Friday, March 27, 2020

Targeting the PCs - Part 2

On Wednesday I laid out three steps for approaching when a villain is targeting the party. Today I'm going to apply that for one of the groups I've been in to give an example of how it can work.

The group in question has a light cleric, a celestial pact warlock, an arcane trickster, a paladin, and a fighter. They tend to fight with the cleric and warlock doing spell damage from range while the paladin and fighter tie up front lines with the rogue providing special 'striking' support and mobility. So let's begin.



Step 1: The 'Problems'
The problems in facing this group come in the following:

  • Beefy, well armored front line that can deal solid damage to single  targets
  • Lots of  AOE damage from the cleric
  • Long range striking from the Warlock
  • Significant amounts of healing between Warlock, Paladin, Second Wind (on the fighter)
  • Cleric gives disadvantage on direct attacks against her
  • Warlock tends to be heavily obscured and hitting her does damage to striker
There are however a couple of good points. Namely that the group does not always use optimal target selection and can tend to get a bit split up.

Step 2: The Villain's Resources
For the purpose of this, let's  use a well funded criminal organization. I'm using them as they're not in the picture anymore in the game so it's not like this is giving away anything.

The villain has access to assassins for 'elite' units, and to large amounts of thugs and general enforcers. They're not particularly magically adept, but they're well funded.

Still, this gives them strength in that their elites are mobile, stealthy, and hard hitting to take out priority targets. Meanwhile their lower ranked people may be more canon fodder, but should also be able to tie up front liners for some time. They can also reach out with money to hire a third party ringer if need be.

Step 3: Solve The Problem

The Cleric: the problems provided by the cleric is long range AOE damage, while also giving penalties to attacks on her with warding flare. The solution is to use more elite units than lower rank units. Units that can stay apart from each other to minimize the effectiveness of large bursts of AOE damage. We also want multiple strikers dedicated to the cleric, one to burn the cleric's defenses while another goes in for the kill.

The Warlock: The warlock does long range striking support. They also have a tendency to be heavily obscured. They also provide a lot of healing. Damaging them also does damage back - particularly to melee strikers. This means you want ranged attackers. However,  it is likely faster to just control vision around the warlock to mitigate the healing/long range striking until attackers can focus down or try to get through defenses.

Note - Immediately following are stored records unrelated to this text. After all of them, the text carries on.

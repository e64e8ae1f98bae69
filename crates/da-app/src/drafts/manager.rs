//! Debounced draft persistence.
//! 表单草稿的防抖持久化。

use std::sync::{Arc, Mutex, MutexGuard};

use da_core::draft::FormDraft;
use da_core::ports::{ClockPort, DraftStorePort};
use da_core::requirements::PartialRequirements;
use tokio::task::AbortHandle;
use tokio::time::sleep;
use tracing::{debug, warn};

use super::config::DraftConfig;

/// Debounced draft persistence for the requirements wizard.
///
/// Owns the single draft slot in the injected store. Every public
/// operation has a total contract: storage and serialization failures are
/// logged and swallowed, so the wizard simply behaves as if no draft
/// existed (or as if the last keystroke was not saved).
///
/// At most one debounced save is pending at any moment; each
/// [`auto_save`](Self::auto_save) call replaces the previous one. The
/// manager does not cancel the pending save on drop — an owner that must
/// not leave a stray write behind calls
/// [`cancel_pending_save`](Self::cancel_pending_save) on teardown.
pub struct DraftManager {
    inner: Arc<Inner>,
    pending: Mutex<Option<AbortHandle>>,
}

struct Inner {
    store: Arc<dyn DraftStorePort>,
    clock: Arc<dyn ClockPort>,
    config: DraftConfig,
}

impl DraftManager {
    pub fn new(
        store: Arc<dyn DraftStorePort>,
        clock: Arc<dyn ClockPort>,
        config: DraftConfig,
    ) -> Self {
        Self {
            inner: Arc::new(Inner {
                store,
                clock,
                config,
            }),
            pending: Mutex::new(None),
        }
    }

    /// Persist `data` at `step` immediately, replacing any stored draft in
    /// full. Synchronous; never fails from the caller's point of view.
    pub fn save(&self, step: u32, data: &PartialRequirements) {
        self.inner.save_now(step, data);
    }

    /// Schedule a save of exactly these arguments after the quiet period.
    ///
    /// A previously pending save is cancelled first, so a burst of calls
    /// produces a single write carrying the last call's arguments. Must be
    /// called from within a tokio runtime.
    pub fn auto_save(&self, step: u32, data: PartialRequirements) {
        let mut pending = self.pending();
        if let Some(prev) = pending.take() {
            prev.abort();
        }

        let inner = Arc::clone(&self.inner);
        let delay = self.inner.config.autosave_delay;
        let task = tokio::spawn(async move {
            sleep(delay).await;
            inner.save_now(step, &data);
        });
        *pending = Some(task.abort_handle());
        debug!(step, delay_ms = delay.as_millis() as u64, "auto-save scheduled");
    }

    /// Abort the pending debounced save, if any. Owners call this on
    /// teardown; it is a no-op when nothing is scheduled.
    pub fn cancel_pending_save(&self) {
        if let Some(task) = self.pending().take() {
            task.abort();
            debug!("pending auto-save cancelled");
        }
    }

    /// Load the stored draft.
    ///
    /// Returns `None` when nothing is stored, when the stored value does
    /// not parse (logged, left in place for the next save to overwrite),
    /// or when the draft has outlived the expiry window — in which case it
    /// is deleted as a side effect of this call.
    pub fn load(&self) -> Option<FormDraft> {
        let raw = match self.inner.store.read(&self.inner.config.storage_key) {
            Ok(Some(raw)) => raw,
            Ok(None) => return None,
            Err(e) => {
                warn!(error = %e, "draft read failed");
                return None;
            }
        };

        let draft: FormDraft = match serde_json::from_str(&raw) {
            Ok(draft) => draft,
            Err(e) => {
                warn!(error = %e, "stored draft is not parseable, treating as absent");
                return None;
            }
        };

        if draft.is_expired(self.inner.clock.now_ms(), self.inner.config.expiry) {
            debug!(timestamp = draft.timestamp, "stored draft expired, removing");
            self.clear();
            return None;
        }

        Some(draft)
    }

    /// Remove the stored draft unconditionally. Idempotent.
    pub fn clear(&self) {
        match self.inner.store.remove(&self.inner.config.storage_key) {
            Ok(()) => debug!("draft cleared"),
            Err(e) => warn!(error = %e, "draft clear failed"),
        }
    }

    /// Whether [`load`](Self::load) would currently return a draft.
    /// Delegates to `load`, so an expired draft is removed here too.
    pub fn has_draft(&self) -> bool {
        self.load().is_some()
    }

    /// `YYYY/MM/DD HH:MM` rendering of the stored draft's write time, or
    /// `None` when no live draft exists.
    pub fn saved_at(&self) -> Option<String> {
        self.load().and_then(|draft| draft.saved_at_local())
    }

    fn pending(&self) -> MutexGuard<'_, Option<AbortHandle>> {
        self.pending.lock().unwrap_or_else(|poisoned| poisoned.into_inner())
    }
}

impl Inner {
    fn save_now(&self, step: u32, data: &PartialRequirements) {
        let draft = FormDraft::new(step, data.clone(), self.clock.now_ms());

        let serialized = match serde_json::to_string(&draft) {
            Ok(serialized) => serialized,
            Err(e) => {
                warn!(error = %e, "draft serialization failed");
                return;
            }
        };

        match self.store.write(&self.config.storage_key, &serialized) {
            Ok(()) => debug!(step, timestamp = draft.timestamp, "draft saved"),
            Err(e) => warn!(error = %e, "draft save failed"),
        }
    }
}
//! Port interfaces for the application layer.
//!
//! Ports define the contract between use cases and infrastructure
//! implementations, keeping the domain logic independent of how drafts are
//! actually stored or how time is read.

mod clock;
mod draft_store;
pub mod errors;

pub use clock::ClockPort;
pub use draft_store::DraftStorePort;
pub use errors::DraftStoreError;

The Fighter & The Paladin: The Fighter and the Paladin I combined as they both approach the same way. They move into melee and they unload damage. Both have ranged options as well, but prefer getting into melee. We don't want them in melee, so we'll need to use positioning and mobile units to play keep away. When this fails, being able to disengage or deny sight will be vital. Ideally at least one target is down before these two get in range, but that isn't something you can count on.

The Rogue: the rogue presents large problems for this group. He is mobile, can go invisible, strikes hard, and uses all their strengths. To beat him would require trickery.

The big catch here is any attempt to target the PCs to take them out would be a massive investment. One liable to break the group should it fail, and that is a high risk because we're dependent on an intricate plan and parameters to work. Not something to take lightly.

The Caveat
this plan is not super unique to this group of PCs. Taking out the mage (AOE damage dealer), mitigate healing, and avoid the front lline is standard tactics. PCs use this all the time. However, what makes adventuring groups so deadly as groups is their well rounded nature. Which is not something you always take down.

The real way I'd see criminals and assassins taking down this group is not in a group fight, but one at a time. Ideally in a city or other area with corridors and objects to use to protect sight lines and increase the risk of collateral damage.

But that's not particularly fun for the PCs now is it? Which is the other part of this that we always need to remember. It is a game, it should be fun. So consider your group before you go fully "but this is how they'd try to win." Some groups will love it. Others? Not so much.